London has opportunity to reverse decades of housebuilding shortfall
- Record number of planning applications gives London a shot at 50,000 homes target
- But challenge remains to convert applications into new front doors opening
- Fifty Thousand Homes campaign puts the ‘scores on the doors’ with detailed Ordnance Survey data
London has seen a record number of requests to build new homes in 2017, analysis from the Fifty Thousand Homes campaign revealed today.
Over 42,000 planning applications for housing have been submitted in the first six months of 2017, a 38% increase on the average rate since 2010 and the highest number of applications over this time1, giving London an opportunity to reverse decades of failing to build the number of homes the capital needs.
But, with over one in three planning permissions falling by the wayside in 2016, London faces a huge challenge ahead to convert planning applications into new front doors opening.

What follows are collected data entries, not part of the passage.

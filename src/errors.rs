use std::time::Duration;

use reqwest::StatusCode;
use serde::Deserialize;
use serde_json::Value as JsonValue;
use thiserror::Error;

use crate::HttpResponse;

#[derive(Error, Debug)]
#[error("DNSimple API error: {status} - {message}")]
pub struct ApiError {
    status: StatusCode,
    message: String,
}

impl ApiError {
    pub(crate) fn from_response(resp: &HttpResponse) -> Self {
        #[derive(Deserialize)]
        struct ErrorResp {
            message: Option<String>,
            error: Option<String>,
            errors: Option<JsonValue>,
        }

        let status = resp.status;
        let text = resp.body.trim();

        let message = match serde_json::from_str::<ErrorResp>(text) {
            Ok(ErrorResp {
                message: Some(message),
                ..
            })
            | Ok(ErrorResp {
                error: Some(message),
                ..
            }) => message,
            Ok(ErrorResp {
                errors: Some(errors),
                ..
            }) => errors.to_string(),
            _ if text.is_empty() => status
                .canonical_reason()
                .unwrap_or("no response body")
                .to_string(),
            _ => text.to_string(),
        };

        Self { status, message }
    }

    pub fn status(&self) -> StatusCode {
        self.status
    }

    pub fn message(&self) -> &str {
        &self.message
    }
}

/// Errors raised by the HTTP transport itself, before any status is known.
#[derive(Error, Debug)]
pub enum TransportError {
    #[error(transparent)]
    Reqwest(#[from] reqwest::Error),
    #[error("{0}")]
    Other(String),
}

/// An operation was attempted on an entity the client knows to be deleted.
#[derive(Error, Debug, PartialEq, Eq)]
#[error("{kind} {id} has been deleted")]
pub struct ClientStateError {
    pub kind: &'static str,
    pub id: i64,
}

#[derive(Error, Debug)]
pub enum ClientError {
    #[error("authentication failed: {0}")]
    Auth(ApiError),
    #[error("not found: {0}")]
    NotFound(ApiError),
    #[error("validation failed: {0}")]
    Validation(ApiError),
    #[error(transparent)]
    Api(ApiError),
    #[error(transparent)]
    Transport(#[from] TransportError),
    #[error("request timed out after {0:?}")]
    Timeout(Duration),
    #[error("request was cancelled")]
    Cancelled,
    #[error(transparent)]
    ClientState(#[from] ClientStateError),
    #[error("unable to decode response: {0}")]
    Decode(#[from] serde_json::Error),
    #[error("response is missing the {0:?} envelope")]
    MissingEnvelope(&'static str),
    #[error(transparent)]
    UrlParse(#[from] url::ParseError),
}

impl ClientError {
    /// Classifies a non-success response by its status.
    pub(crate) fn from_response(resp: &HttpResponse) -> Self {
        let err = ApiError::from_response(resp);
        match resp.status.as_u16() {
            401 | 403 => Self::Auth(err),
            404 => Self::NotFound(err),
            422 => Self::Validation(err),
            _ => Self::Api(err),
        }
    }

    /// Returns the HTTP status, if the error came from a server response.
    pub fn status(&self) -> Option<StatusCode> {
        match self {
            Self::Auth(err) | Self::NotFound(err) | Self::Validation(err) | Self::Api(err) => {
                Some(err.status())
            }
            _ => None,
        }
    }
}

#[derive(Error, Debug)]
pub enum ClientBuilderError {
    #[error("missing field: {0}")]
    MissingField(String),
    #[error("invalid timeout: {0:?}")]
    InvalidTimeout(String),
    #[error(transparent)]
    UrlParse(#[from] url::ParseError),
    #[error(transparent)]
    Transport(#[from] reqwest::Error),
}
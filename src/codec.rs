//! Base64 over UTF-8 text, used to build HTTP Basic-Auth header values.
//!
//! Encoding uses the standard alphabet (`A-Z a-z 0-9 + /`) with `=` padding
//! and no line wrapping. Decoding is best-effort: characters outside the
//! alphabet are dropped, each group of four symbols is decoded on its own,
//! and bytes that do not form valid UTF-8 are replaced with U+FFFD. It never
//! fails.

use base64::{
    Engine, alphabet,
    engine::{DecodePaddingMode, GeneralPurpose, GeneralPurposeConfig, general_purpose::STANDARD},
};

/// Engine used for decoding a single, already stripped, group of symbols.
const LENIENT: GeneralPurpose = GeneralPurpose::new(
    &alphabet::STANDARD,
    GeneralPurposeConfig::new()
        .with_decode_padding_mode(DecodePaddingMode::Indifferent)
        .with_decode_allow_trailing_bits(true),
);

const PAD: u8 = b'=';

fn is_symbol(byte: u8) -> bool {
    byte.is_ascii_alphanumeric() || byte == b'+' || byte == b'/'
}

/// Encodes the UTF-8 bytes of `text` as standard, padded Base64.
///
/// # Examples
///
/// ```
/// use dnsimple_api::codec::encode_base64;
///
/// assert_eq!(encode_base64("alice:secret"), "YWxpY2U6c2VjcmV0");
/// assert_eq!(encode_base64("f"), "Zg==");
/// ```
pub fn encode_base64(text: &str) -> String {
    STANDARD.encode(text.as_bytes())
}

/// Decodes Base64 back into text.
///
/// Anything that isn't part of the alphabet or padding is ignored. A group
/// that ends early (padding, or fewer than four symbols at the end of the
/// input) yields only the bytes its symbols fully cover, and a group with a
/// single symbol yields nothing.
pub fn decode_base64(text: &str) -> String {
    let filtered: Vec<u8> = text
        .bytes()
        .filter(|b| is_symbol(*b) || *b == PAD)
        .collect();

    let mut bytes = Vec::with_capacity(filtered.len() / 4 * 3);
    for group in filtered.chunks(4) {
        let symbols: Vec<u8> = group.iter().copied().take_while(|b| *b != PAD).collect();
        if symbols.len() < 2 {
            continue;
        }
        if let Err(err) = LENIENT.decode_vec(&symbols, &mut bytes) {
            tracing::trace!("skipping undecodable base64 group: {err}");
        }
    }

    String::from_utf8_lossy(&bytes).into_owned()
}

/// Builds the value of an `Authorization` header for HTTP Basic-Auth.
pub fn basic_auth(username: &str, password: &str) -> String {
    format!("Basic {}", encode_base64(&format!("{username}:{password}")))
}
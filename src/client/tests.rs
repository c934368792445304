use std::collections::HashMap;

use reqwest::StatusCode;
use serde_json::json;

use super::*;
use crate::TransportError;
use crate::testing::{HangingTransport, StubTransport, client};

fn env(vars: &[(&str, &str)]) -> impl Fn(&str) -> Option<String> {
    let vars: HashMap<String, String> = vars
        .iter()
        .map(|(k, v)| (k.to_string(), v.to_string()))
        .collect();
    move |key| vars.get(key).cloned()
}

#[test]
fn builder_defaults() {
    let client = Client::builder()
        .username("alice")
        .password("secret")
        .transport(StubTransport::default())
        .build()
        .unwrap();

    assert_eq!(client.endpoint().as_str(), "https://dnsimple.com/");
    assert_eq!(client.timeout(), Duration::from_secs(30));
    assert_eq!(client.credentials(), Credentials::new("alice", "secret"));
}

#[test]
fn builder_missing_fields() {
    let err = Client::builder().password("secret").build().unwrap_err();
    assert!(matches!(err, ClientBuilderError::MissingField(f) if f == "username"));

    let err = Client::builder().username("alice").build().unwrap_err();
    assert!(matches!(err, ClientBuilderError::MissingField(f) if f == "password"));
}

#[test]
fn builder_rejects_zero_timeout() {
    let err = Client::builder()
        .username("alice")
        .password("secret")
        .timeout(Duration::ZERO)
        .transport(StubTransport::default())
        .build()
        .unwrap_err();
    assert!(matches!(err, ClientBuilderError::InvalidTimeout(_)));
}

#[test]
fn builder_adds_trailing_slash() {
    let client = Client::builder()
        .endpoint(&"https://api.example.test/v1".parse().unwrap())
        .endpoint_if_some(None)
        .username("alice")
        .password("secret")
        .transport(StubTransport::default())
        .build()
        .unwrap();

    assert_eq!(client.endpoint().as_str(), "https://api.example.test/v1/");
    assert_eq!(
        client.build_url(&["domains", "7", "records"]).unwrap().as_str(),
        "https://api.example.test/v1/domains/7/records.json"
    );
}

#[test]
fn builder_from_lookup() {
    let client = Client::builder()
        .apply_env(env(&[
            ("DNSIMPLE_URL", "http://localhost:8080/"),
            ("DNSIMPLE_USERNAME", "bob"),
            ("DNSIMPLE_PASSWORD", "hunter2"),
            ("DNSIMPLE_TIMEOUT_SECS", " 5 "),
        ]))
        .unwrap()
        .transport(StubTransport::default())
        .build()
        .unwrap();

    assert_eq!(client.endpoint().as_str(), "http://localhost:8080/");
    assert_eq!(client.credentials(), Credentials::new("bob", "hunter2"));
    assert_eq!(client.timeout(), Duration::from_secs(5));

    // explicit settings made afterwards win
    let client = Client::builder()
        .apply_env(env(&[("DNSIMPLE_USERNAME", "bob")]))
        .unwrap()
        .username("carol")
        .password("pw")
        .transport(StubTransport::default())
        .build()
        .unwrap();
    assert_eq!(client.credentials().username(), "carol");

    let err = Client::builder()
        .apply_env(env(&[("DNSIMPLE_TIMEOUT_SECS", "soon")]))
        .unwrap_err();
    assert!(matches!(err, ClientBuilderError::InvalidTimeout(t) if t == "soon"));

    let err = Client::builder()
        .apply_env(env(&[("DNSIMPLE_URL", "not a url")]))
        .unwrap_err();
    assert!(matches!(err, ClientBuilderError::UrlParse(_)));
}

#[test]
fn url_building() {
    let stub = StubTransport::default();
    let client = client(&stub);

    assert_eq!(
        client.build_url(&["domains"]).unwrap().as_str(),
        "https://dnsimple.test/domains.json"
    );
    assert_eq!(
        client.build_url(&["domains", "example.com"]).unwrap().as_str(),
        "https://dnsimple.test/domains/example.com.json"
    );
    assert_eq!(
        client
            .build_url(&["domains", "1", "records", "42"])
            .unwrap()
            .as_str(),
        "https://dnsimple.test/domains/1/records/42.json"
    );
}

#[test]
fn url_sections_are_single_segments() {
    let stub = StubTransport::default();
    let client = client(&stub);

    let url = client.build_url(&["domains", "x?y"]).unwrap();
    assert_eq!(url.path(), "/domains/x%3Fy.json");
    assert_eq!(url.query(), None);

    let url = client.build_url(&["domains", "a/b"]).unwrap();
    assert_eq!(url.path(), "/domains/a%2Fb.json");

    let url = client.build_url(&["domains", "#frag"]).unwrap();
    assert_eq!(url.path(), "/domains/%23frag.json");
    assert_eq!(url.fragment(), None);

    let url = client
        .build_url(&["domains", "../domains/1/records/5"])
        .unwrap();
    assert_eq!(url.path(), "/domains/..%2Fdomains%2F1%2Frecords%2F5.json");

    let url = client.build_url(&["domains", ".."]).unwrap();
    assert_eq!(url.path(), "/domains/...json");
}

#[test]
fn builder_debug_hides_password() {
    let builder = Client::builder().username("alice").password("secret");
    let debug = format!("{builder:?}");
    assert!(debug.contains("alice"));
    assert!(debug.contains("<redacted>"));
    assert!(!debug.contains("secret"));

    let err = Client::builder()
        .password("secret")
        .apply_env(env(&[("DNSIMPLE_TIMEOUT_SECS", "0x10")]))
        .unwrap_err();
    assert!(matches!(err, ClientBuilderError::InvalidTimeout(_)));
}

#[test]
fn credentials_are_redacted() {
    let debug = format!("{:?}", Credentials::new("alice", "secret"));
    assert!(debug.contains("alice"));
    assert!(!debug.contains("secret"));
}

#[tokio::test]
async fn authorization_follows_credentials() {
    let stub = StubTransport::default();
    stub.respond_json(200, json!([])).respond_json(200, json!([]));
    let client = client(&stub);

    client.domains().all().await.unwrap();
    assert_eq!(stub.last_request().authorization, "Basic YWxpY2U6c2VjcmV0");

    client.set_credentials(Credentials::new("bob", "hunter2"));
    client.domains().all().await.unwrap();
    assert_eq!(
        stub.last_request().authorization,
        codec::basic_auth("bob", "hunter2")
    );
}

#[tokio::test]
async fn non_success_statuses_are_errors() {
    let stub = StubTransport::default();
    stub.respond(401, r#"{"message": "Authentication failed"}"#)
        .respond(500, "boom")
        .respond(200, "not json");
    let client = client(&stub);

    let err = client.domains().all().await.unwrap_err();
    assert!(matches!(&err, ClientError::Auth(e) if e.message() == "Authentication failed"));
    assert_eq!(err.status(), Some(StatusCode::UNAUTHORIZED));

    let err = client.domains().all().await.unwrap_err();
    assert!(matches!(err, ClientError::Api(_)));

    let err = client.domains().all().await.unwrap_err();
    assert!(matches!(err, ClientError::Decode(_)));
    assert_eq!(err.status(), None);
}

#[tokio::test]
async fn transport_failures_are_errors() {
    let stub = StubTransport::default();
    let client = client(&stub);

    let err = client.domains().find("example.com").await.unwrap_err();
    assert!(matches!(err, ClientError::Transport(TransportError::Other(_))));
}

#[tokio::test]
async fn requests_time_out() {
    let client = Client::builder()
        .username("alice")
        .password("secret")
        .timeout(Duration::from_millis(20))
        .transport(HangingTransport)
        .build()
        .unwrap();

    let err = client.domains().all().await.unwrap_err();
    assert!(matches!(err, ClientError::Timeout(t) if t == Duration::from_millis(20)));
}

#[tokio::test]
async fn requests_can_be_cancelled() {
    let client = Client::builder()
        .username("alice")
        .password("secret")
        .transport(HangingTransport)
        .build()
        .unwrap();

    let token = CancellationToken::new();
    let cancellable = client.with_cancellation(token.clone());
    let pending = tokio::spawn(async move { cancellable.domains().all().await });

    tokio::task::yield_now().await;
    token.cancel();

    let err = pending.await.unwrap().unwrap_err();
    assert!(matches!(err, ClientError::Cancelled));
    assert!(!client.cancellation_token().is_cancelled());
}

#[tokio::test]
async fn cancelled_handles_fail_immediately() {
    let stub = StubTransport::default();
    let client = client(&stub);
    client.cancellation_token().cancel();

    let err = client.domains().all().await.unwrap_err();
    assert!(matches!(err, ClientError::Cancelled));
    assert!(stub.requests().is_empty());
}
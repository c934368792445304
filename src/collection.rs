//! Ordered lists of resources as returned by the API.

use std::ops::{Deref, DerefMut};

use serde_json::Value as JsonValue;

/// Access to a resource's fields by name, for [Collection::find].
pub trait Fields {
    /// Returns the value of the field `key`, or `None` if the resource has no such field.
    fn field(&self, key: &str) -> Option<JsonValue>;
}

/// Resources in the order the server returned them.
///
/// Membership belongs to the caller: destroying a resource marks it as
/// deleted but leaves it in the collection.
#[derive(Debug, Clone, PartialEq)]
pub struct Collection<T> {
    items: Vec<T>,
}

impl<T> Collection<T> {
    pub fn new(items: Vec<T>) -> Self {
        Self { items }
    }

    /// Returns the first element matching `predicate`.
    pub fn find_by<P: FnMut(&T) -> bool>(&self, mut predicate: P) -> Option<&T> {
        self.items.iter().find(|item| predicate(item))
    }

    /// Returns the first element matching `predicate`, mutably.
    pub fn find_by_mut<P: FnMut(&T) -> bool>(&mut self, mut predicate: P) -> Option<&mut T> {
        self.items.iter_mut().find(|item| predicate(item))
    }

    pub fn into_vec(self) -> Vec<T> {
        self.items
    }
}

impl<T: Fields> Collection<T> {
    /// Returns the first element whose field `key` equals `value`.
    ///
    /// Comparison is strict: numbers only match numbers and strings only
    /// match strings, so `find("id", 42)` never matches an id of `"42"`.
    ///
    /// # Examples
    ///
    /// ```
    /// use dnsimple_api::{Collection, Fields};
    /// use serde_json::{Value, json};
    ///
    /// struct Zone(i64);
    ///
    /// impl Fields for Zone {
    ///     fn field(&self, key: &str) -> Option<Value> {
    ///         (key == "id").then(|| json!(self.0))
    ///     }
    /// }
    ///
    /// let zones = Collection::new(vec![Zone(7), Zone(42)]);
    /// assert_eq!(zones.find("id", 42).map(|z| z.0), Some(42));
    /// assert!(zones.find("id", "42").is_none());
    /// ```
    pub fn find<V: Into<JsonValue>>(&self, key: &str, value: V) -> Option<&T> {
        let value = value.into();
        self.find_by(|item| item.field(key).as_ref() == Some(&value))
    }

    /// Like [Collection::find], but returns a mutable reference.
    pub fn find_mut<V: Into<JsonValue>>(&mut self, key: &str, value: V) -> Option<&mut T> {
        let value = value.into();
        self.find_by_mut(|item| item.field(key).as_ref() == Some(&value))
    }
}

impl<T> Default for Collection<T> {
    fn default() -> Self {
        Self { items: Vec::new() }
    }
}

impl<T> From<Vec<T>> for Collection<T> {
    fn from(value: Vec<T>) -> Self {
        Self::new(value)
    }
}

impl<T> Deref for Collection<T> {
    type Target = [T];

    fn deref(&self) -> &Self::Target {
        &self.items
    }
}

impl<T> DerefMut for Collection<T> {
    fn deref_mut(&mut self) -> &mut Self::Target {
        &mut self.items
    }
}

impl<T> IntoIterator for Collection<T> {
    type Item = T;
    type IntoIter = std::vec::IntoIter<T>;

    fn into_iter(self) -> Self::IntoIter {
        self.items.into_iter()
    }
}

impl<'a, T> IntoIterator for &'a Collection<T> {
    type Item = &'a T;
    type IntoIter = std::slice::Iter<'a, T>;

    fn into_iter(self) -> Self::IntoIter {
        self.items.iter()
    }
}

impl<'a, T> IntoIterator for &'a mut Collection<T> {
    type Item = &'a mut T;
    type IntoIter = std::slice::IterMut<'a, T>;

    fn into_iter(self) -> Self::IntoIter {
        self.items.iter_mut()
    }
}
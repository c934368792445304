use async_trait::async_trait;

use crate::{Client, ClientError};

/// A resource that can be removed from the server.
///
/// Destroying is one-way: once it succeeds the resource reports itself as
/// deleted for the rest of its life, and further attempts fail with
/// [ClientError::ClientState].
#[async_trait]
pub trait Destroyable {
    async fn destroy(&mut self, client: &Client) -> Result<(), ClientError>;

    fn is_deleted(&self) -> bool;
}

/// A resource whose local changes can be written back to the server.
#[async_trait]
pub trait Savable {
    async fn save(&self, client: &Client) -> Result<(), ClientError>;
}
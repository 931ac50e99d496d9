//! In-memory cache backend.

use super::Cache;
use crate::error::Result;
use std::collections::HashMap;
use std::sync::Mutex;
use std::time::{Duration, Instant};

struct Entry {
    value: String,
    expires_at: Instant,
}

/// A mutex-guarded in-process key-value map with deadline expiry.
///
/// Expired entries are purged lazily, on the next operation that touches
/// their key. The mutex makes `set_if_absent` atomic across threads
/// sharing the instance.
#[derive(Default)]
pub struct MemoryCache {
    entries: Mutex<HashMap<String, Entry>>,
}

impl MemoryCache {
    /// Create an empty cache.
    pub fn new() -> Self {
        Self::default()
    }

    fn lock_entries(&self) -> std::sync::MutexGuard<'_, HashMap<String, Entry>> {
        // A panicking lock holder leaves the map itself intact.
        self.entries
            .lock()
            .unwrap_or_else(|poison| poison.into_inner())
    }
}

impl Cache for MemoryCache {
    fn set_if_absent(&self, key: &str, value: &str, ttl: Duration) -> Result<bool> {
        let mut entries = self.lock_entries();
        let now = Instant::now();

        if let Some(entry) = entries.get(key)
            && entry.expires_at > now
        {
            return Ok(false);
        }

        entries.insert(
            key.to_string(),
            Entry {
                value: value.to_string(),
                expires_at: now + ttl,
            },
        );
        Ok(true)
    }

    fn get(&self, key: &str) -> Result<Option<String>> {
        let mut entries = self.lock_entries();
        let now = Instant::now();

        match entries.get(key) {
            Some(entry) if entry.expires_at > now => Ok(Some(entry.value.clone())),
            Some(_) => {
                entries.remove(key);
                Ok(None)
            }
            None => Ok(None),
        }
    }

    fn delete(&self, key: &str) -> Result<()> {
        self.lock_entries().remove(key);
        Ok(())
    }
}
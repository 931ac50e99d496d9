//! Settings model for tasklock.
//!
//! Deployments that want their cache topology in a file (rather than
//! assembling a [`CacheRegistry`](crate::cache::CacheRegistry) in code)
//! can describe the named cache instances in YAML. Parsing is
//! forward-compatible: unknown fields are preserved, optional fields have
//! sensible defaults, and values are validated before a registry is built.

mod model;

#[cfg(test)]
mod tests;

// Re-export public API
pub use model::{CacheBackend, CacheSettings, Settings};
//! File-based cache backend.
//!
//! Each key is one file in the backend's directory, created with
//! **create_new** semantics (exclusive create) so that only one process can
//! set an absent key. The expiration deadline is recorded inside the file;
//! an entry past its deadline counts as absent and is replaced in place.

use super::Cache;
use crate::error::{LockError, Result};
use chrono::{DateTime, Utc};
use regex::Regex;
use serde::{Deserialize, Serialize};
use std::fs::{self, OpenOptions};
use std::io::Write;
use std::path::{Path, PathBuf};
use std::sync::LazyLock;
use std::time::Duration;

/// Characters that survive into a lock filename unchanged.
static UNSAFE_KEY_CHARS: LazyLock<Regex> =
    LazyLock::new(|| Regex::new(r"[^A-Za-z0-9_.-]+").expect("valid regex"));

/// On-disk entry: the stored value plus its expiration deadline.
#[derive(Debug, Serialize, Deserialize)]
struct FileEntry {
    expires_at: DateTime<Utc>,
    value: String,
}

impl FileEntry {
    fn is_expired(&self) -> bool {
        self.expires_at <= Utc::now()
    }
}

/// A cache backed by exclusive-create lock files in one directory.
///
/// Coordinates processes on the same machine (or a shared filesystem).
/// Keys are sanitized into filenames; two distinct keys that sanitize to
/// the same filename contend for the same lock, which over-serializes but
/// never under-serializes.
#[derive(Debug, Clone)]
pub struct FileCache {
    dir: PathBuf,
}

impl FileCache {
    /// Create a backend rooted at `dir`. The directory is created on first
    /// use.
    pub fn new<P: AsRef<Path>>(dir: P) -> Self {
        Self {
            dir: dir.as_ref().to_path_buf(),
        }
    }

    /// The directory holding this backend's entries.
    pub fn dir(&self) -> &Path {
        &self.dir
    }

    fn entry_path(&self, key: &str) -> PathBuf {
        let safe = UNSAFE_KEY_CHARS.replace_all(key, "_");
        self.dir.join(format!("{}.lock", safe))
    }

    fn read_entry(&self, path: &Path) -> Option<FileEntry> {
        let content = fs::read_to_string(path).ok()?;
        serde_json::from_str(&content).ok()
    }

    /// Create the entry file exclusively and write its content.
    fn try_create(&self, path: &Path, entry: &FileEntry) -> Result<bool> {
        let mut file = match OpenOptions::new().write(true).create_new(true).open(path) {
            Ok(file) => file,
            Err(e) if e.kind() == std::io::ErrorKind::AlreadyExists => return Ok(false),
            Err(e) => {
                return Err(LockError::Cache(format!(
                    "failed to create entry '{}': {}",
                    path.display(),
                    e
                )));
            }
        };

        let json = serde_json::to_string(entry)
            .map_err(|e| LockError::Cache(format!("failed to serialize entry: {}", e)))?;

        file.write_all(json.as_bytes()).map_err(|e| {
            // Clean up the entry file on write failure
            let _ = fs::remove_file(path);
            LockError::Cache(format!("failed to write entry: {}", e))
        })?;

        file.sync_all().map_err(|e| {
            // Clean up the entry file on sync failure
            let _ = fs::remove_file(path);
            LockError::Cache(format!("failed to sync entry: {}", e))
        })?;

        Ok(true)
    }
}

impl Cache for FileCache {
    fn set_if_absent(&self, key: &str, value: &str, ttl: Duration) -> Result<bool> {
        if !self.dir.exists() {
            fs::create_dir_all(&self.dir).map_err(|e| {
                LockError::Cache(format!(
                    "failed to create cache directory '{}': {}",
                    self.dir.display(),
                    e
                ))
            })?;
        }

        let path = self.entry_path(key);
        let ttl = chrono::Duration::from_std(ttl)
            .map_err(|e| LockError::Cache(format!("ttl out of range: {}", e)))?;
        let entry = FileEntry {
            expires_at: Utc::now() + ttl,
            value: value.to_string(),
        };

        if self.try_create(&path, &entry)? {
            return Ok(true);
        }

        // The file exists. A live entry means the key is held; an expired
        // or unreadable entry cannot prove ownership and is replaced.
        if let Some(existing) = self.read_entry(&path)
            && !existing.is_expired()
        {
            return Ok(false);
        }

        let _ = fs::remove_file(&path);
        // One retry only: losing this race means another caller holds the key.
        self.try_create(&path, &entry)
    }

    fn get(&self, key: &str) -> Result<Option<String>> {
        let path = self.entry_path(key);
        if !path.exists() {
            return Ok(None);
        }

        match self.read_entry(&path) {
            Some(entry) if !entry.is_expired() => Ok(Some(entry.value)),
            _ => Ok(None),
        }
    }

    fn delete(&self, key: &str) -> Result<()> {
        let path = self.entry_path(key);
        match fs::remove_file(&path) {
            Ok(()) => Ok(()),
            Err(e) if e.kind() == std::io::ErrorKind::NotFound => Ok(()),
            Err(e) => Err(LockError::Cache(format!(
                "failed to delete entry '{}': {}",
                path.display(),
                e
            ))),
        }
    }
}
//! RAII lock guard implementation.

use crate::cache::Cache;
use crate::error::Result;
use crate::trace::{TraceAction, TraceEvent, TraceSink};
use chrono::{DateTime, Utc};
use std::sync::Arc;

/// An acquired lock.
///
/// When dropped, the lock key is deleted from the cache, on normal
/// return, early return, and panic unwind alike. If deletion fails during
/// drop, a warning is printed but no panic occurs.
pub struct LockGuard {
    cache: Arc<dyn Cache>,
    key: String,
    acquired_at: DateTime<Utc>,
    trace: Option<Arc<dyn TraceSink>>,

    /// Whether the key has already been released (or deliberately kept).
    released: bool,
}

impl LockGuard {
    pub(super) fn new(
        cache: Arc<dyn Cache>,
        key: String,
        trace: Option<Arc<dyn TraceSink>>,
    ) -> Self {
        Self {
            cache,
            key,
            acquired_at: Utc::now(),
            trace,
            released: false,
        }
    }

    /// The lock key this guard holds.
    pub fn key(&self) -> &str {
        &self.key
    }

    /// When the lock was acquired.
    pub fn acquired_at(&self) -> DateTime<Utc> {
        self.acquired_at
    }

    /// Manually release the lock.
    ///
    /// This is useful when you want to release before the guard goes out
    /// of scope and handle errors explicitly. Releasing an already-expired
    /// or already-deleted key is a no-op, never an error.
    pub fn release(mut self) -> Result<()> {
        self.released = true;
        let result = self.cache.delete(&self.key);
        if result.is_ok() {
            self.record_released();
        }
        result
    }

    /// Leave the key in the cache to expire on its own TTL.
    ///
    /// Used by wrapped functions configured to hold their lock for the
    /// full expiration window (at-most-once-per-window semantics).
    pub fn keep_until_expiry(mut self) {
        self.released = true;
    }

    fn record_released(&self) {
        if let Some(trace) = &self.trace {
            trace.record(&TraceEvent::new(TraceAction::Released, &self.key));
        }
    }
}

impl std::fmt::Debug for LockGuard {
    fn fmt(&self, f: &mut std::fmt::Formatter<'_>) -> std::fmt::Result {
        f.debug_struct("LockGuard")
            .field("key", &self.key)
            .field("acquired_at", &self.acquired_at)
            .field("released", &self.released)
            .finish()
    }
}

impl Drop for LockGuard {
    fn drop(&mut self) {
        if !self.released {
            match self.cache.delete(&self.key) {
                Ok(()) => self.record_released(),
                Err(e) => eprintln!("Warning: failed to release lock '{}': {}", self.key, e),
            }
        }
    }
}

Jasmine Whitbread, Chief Executive of London First who launched the business-backed Fifty Thousand Homes campaign, said: “There is an appetite to build in London, but we need the Mayor, boroughs and developers to step up and make that ambition a reality. Nobody expects London’s housing crisis to be solved overnight, but 2017 is an opportunity for local authorities to grant more permissions than ever before and for record breaking levels of construction to begin. We must unlock the housebuilding hold ups that are forcing so many Londoners out of our capital.”
The analysis, developed by Grant Thornton UK LLP who are part of the Fifty Thousand Homes campaign, found that London is currently building less than half the number of homes it needs, with construction over a full year peaking at 23,913 in 2015.
But, with over 15,000 new homes already completed in 2017 and previous years seeing more homes completed in H2, London has an opportunity to deliver a bumper year for housebuilding, both in terms of permissions granted and new front doors opening.
Central London appears to be building the overwhelming majority of properties, with boroughs in zones 1-3 building nearly 70% of all the capital’s new homes.
But unless boroughs in zones 5 and 6 dramatically step up the pace, they will miss the housing targets for 2017 set out in the Mayor’s London Plan by over 50%.
Ian Tasker, Director, Grant Thornton UK LLP, said: “We know there is a desperate need to boost housing supply across the capital and our analysis allows us to better understand the areas that hold the greatest opportunity but also the greatest challenge.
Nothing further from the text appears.